I’m excited to introduce you to
Gabrielle Ione Hickmon and invite you into our conversation about art, research, home, history, and how Gabrielle blends them in her creative practices.
Gabrielle Ione Hickmon is a Black woman from a middle place—Ypsilanti, MI. A visual artist and History PhD student at the University of Michigan, Gabrielle's practice is concerned with African American and Indigenous histories, presents, and futures in the Great Lakes Region. As a breast cancer survivor, Gabrielle’s practice also engages illness, disability, and health toward an attempt at clarifying her experience to herself and exploring cancer's intersections with history and culture.
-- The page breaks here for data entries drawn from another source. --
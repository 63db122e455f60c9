//! HTTP surface
//!
//! Routes are registered in [`build_router`]; [`build_app`] adds the
//! middleware stack and the state.

use axum::Router;
use http::{HeaderName, HeaderValue};
use tower_http::cors::CorsLayer;
use tower_http::request_id::{
    MakeRequestId, PropagateRequestIdLayer, RequestId, SetRequestIdLayer,
};
use tower_http::trace::TraceLayer;
use uuid::Uuid;

use crate::core::ServerState;

pub mod fiscal;
pub mod health;

const REQUEST_ID_HEADER: HeaderName = HeaderName::from_static("x-request-id");

/// Request ID generator
#[derive(Clone)]
struct XRequestId;

impl MakeRequestId for XRequestId {
    fn make_request_id<B>(&mut self, _request: &http::Request<B>) -> Option<RequestId> {
        let id = Uuid::new_v4().to_string();
        HeaderValue::from_str(&id).ok().map(RequestId::new)
    }
}

/// Build a router with all routes registered (no middleware, no state)
pub fn build_router() -> Router<ServerState> {
    Router::new()
        // Fiscal API - the printing endpoints
        .merge(fiscal::router())
        // Health API - public probe
        .merge(health::router())
}

/// Build the fully configured application with middleware and state
pub fn build_app(state: ServerState) -> Router {
    build_router()
        // CORS - POS frontends are served from other origins
        .layer(CorsLayer::permissive())
        // Trace - request spans at INFO level
        .layer(TraceLayer::new_for_http())
        // Request ID - unique ID per request, echoed in the response.
        // `layer` wraps outside-in, so the set layer must be added
        // last to run before the propagate layer sees the request.
        .layer(PropagateRequestIdLayer::new(REQUEST_ID_HEADER))
        .layer(SetRequestIdLayer::new(REQUEST_ID_HEADER, XRequestId))
        .with_state(state)
}
pub mod error;
pub mod logger;
pub mod result;

pub use error::{AppError, AppResponse, ok, ok_with_message};
pub use result::AppResult;
//! Fiscal printing pipeline
//!
//! Everything between an already-parsed request and the vendor
//! executable's verdict:
//!
//! - [`terminal`] - terminal directory resolution (traversal guard)
//! - [`locks`] - per-terminal mutual exclusion registry
//! - [`writer`] - durable command-file write with read-back validation
//! - [`runner`] - subprocess invocation behind a trait seam
//! - [`executor`] - outcome classification and bounded retry
//! - [`service`] - orchestration, one public entry per fiscal operation

pub mod executor;
pub mod locks;
pub mod runner;
pub mod service;
pub mod terminal;
pub mod types;
pub mod writer;

use std::path::PathBuf;

use thiserror::Error;

pub use executor::{ExecutionError, FiscalExecutor, RetryPolicy};
pub use locks::TerminalLocks;
pub use runner::{CommandRunner, FiscalCommand, InvocationStyle, ProcessOutput, ProcessRunner};
pub use service::{FiscalService, ReportKind};

use fiscal_protocol::ProtocolError;

/// Failures of the fiscal pipeline
#[derive(Debug, Error)]
pub enum FiscalError {
    /// Terminal directory missing or base path not usable
    #[error("Unknown terminal '{terminal}': {reason}")]
    UnknownTerminal { terminal: String, reason: String },

    /// Identifier rejected before touching the filesystem
    #[error("Invalid terminal identifier: {0}")]
    InvalidTerminal(String),

    /// Invoice could not be encoded (whole request rejected)
    #[error("Invoice encoding failed: {0}")]
    Encode(#[from] ProtocolError),

    /// `ReadFpStatus` left a report we could not parse
    #[error("Status report unreadable: {0}")]
    MalformedStatus(ProtocolError),

    /// Disk content never matched the written commands within the
    /// validation budget
    #[error(
        "Command file validation failed: expected {expected_bytes} bytes on disk, last read {actual_bytes} bytes"
    )]
    WriteValidation {
        expected_bytes: usize,
        actual_bytes: usize,
        file: PathBuf,
    },

    /// Filesystem error while writing or reading the command file
    #[error("I/O error: {0}")]
    Io(#[from] std::io::Error),

    /// Executable invocation failed or was rejected by the printer
    #[error(transparent)]
    Execution(#[from] ExecutionError),
}

impl FiscalError {
    /// Errors caused by the request rather than the system; mapped to
    /// HTTP 400 by the API layer.
    pub fn is_validation(&self) -> bool {
        matches!(
            self,
            FiscalError::UnknownTerminal { .. }
                | FiscalError::InvalidTerminal(_)
                | FiscalError::Encode(_)
        )
    }
}

/// Result type for fiscal pipeline operations
pub type FiscalResult<T> = Result<T, FiscalError>;
//! # fiscal-protocol
//!
//! TFHKA fiscal printer protocol library - wire formats only, no I/O.
//!
//! ## Scope
//!
//! This crate handles WHAT goes over the wire to the fiscal unit:
//! - Positional command encoding (invoice -> fixed-width command lines)
//! - Latin-1 text encoding for the command file and executable output
//! - Lenient parsing of the vendor executable's response formats
//! - Status/error code tables from the TFHKA manual
//!
//! Process invocation, retries and file handling (HOW the commands
//! reach the fiscal unit) stay in application code (`fiscal-server`).
//!
//! ## Example
//!
//! ```ignore
//! use fiscal_protocol::{Invoice, encode_invoice, EncoderConfig};
//!
//! let commands = encode_invoice(&invoice, &EncoderConfig::default())?;
//! // commands[0] == "iS*Consumidor Final"
//! // one fixed-width line per item, then "3", then payment lines
//! ```

mod encoder;
mod encoding;
mod error;
mod invoice;
mod response;
mod status;

// Re-exports
pub use encoder::{EncoderConfig, IGTF_SLOTS, encode_invoice, tax_code};
pub use encoding::{decode_latin1, encode_latin1};
pub use error::{ProtocolError, ProtocolResult};
pub use invoice::{Client, Invoice, Item, Payment};
pub use response::{SendFileOutcome, contains_success_marker, parse_send_file_output};
pub use status::{PrinterStatus, describe_error_code, describe_status_code, parse_status_line};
She is concerned with breast cancer, its aftermaths, and its impacts—especially on Black women. Her writing has appeared in
Vox, Condé Nast Traveler, The Baffler, The Pudding, and Literary Hub. She has exhibited ceramic work domestically and internationally. Her ceramics are in the private collection of the North Carolina Historic Sites Division and the Modern Ancient Brown Foundation. Gabrielle has been an artist-in-residence at Pocoapoco, Mas Palou, Mudhouse, John Bauer Ceramics, the Visual Art Center of Richmond, and the Modern Ancient Brown Foundation. She lives, works, and studies in her hometown, Ypsilanti, MI.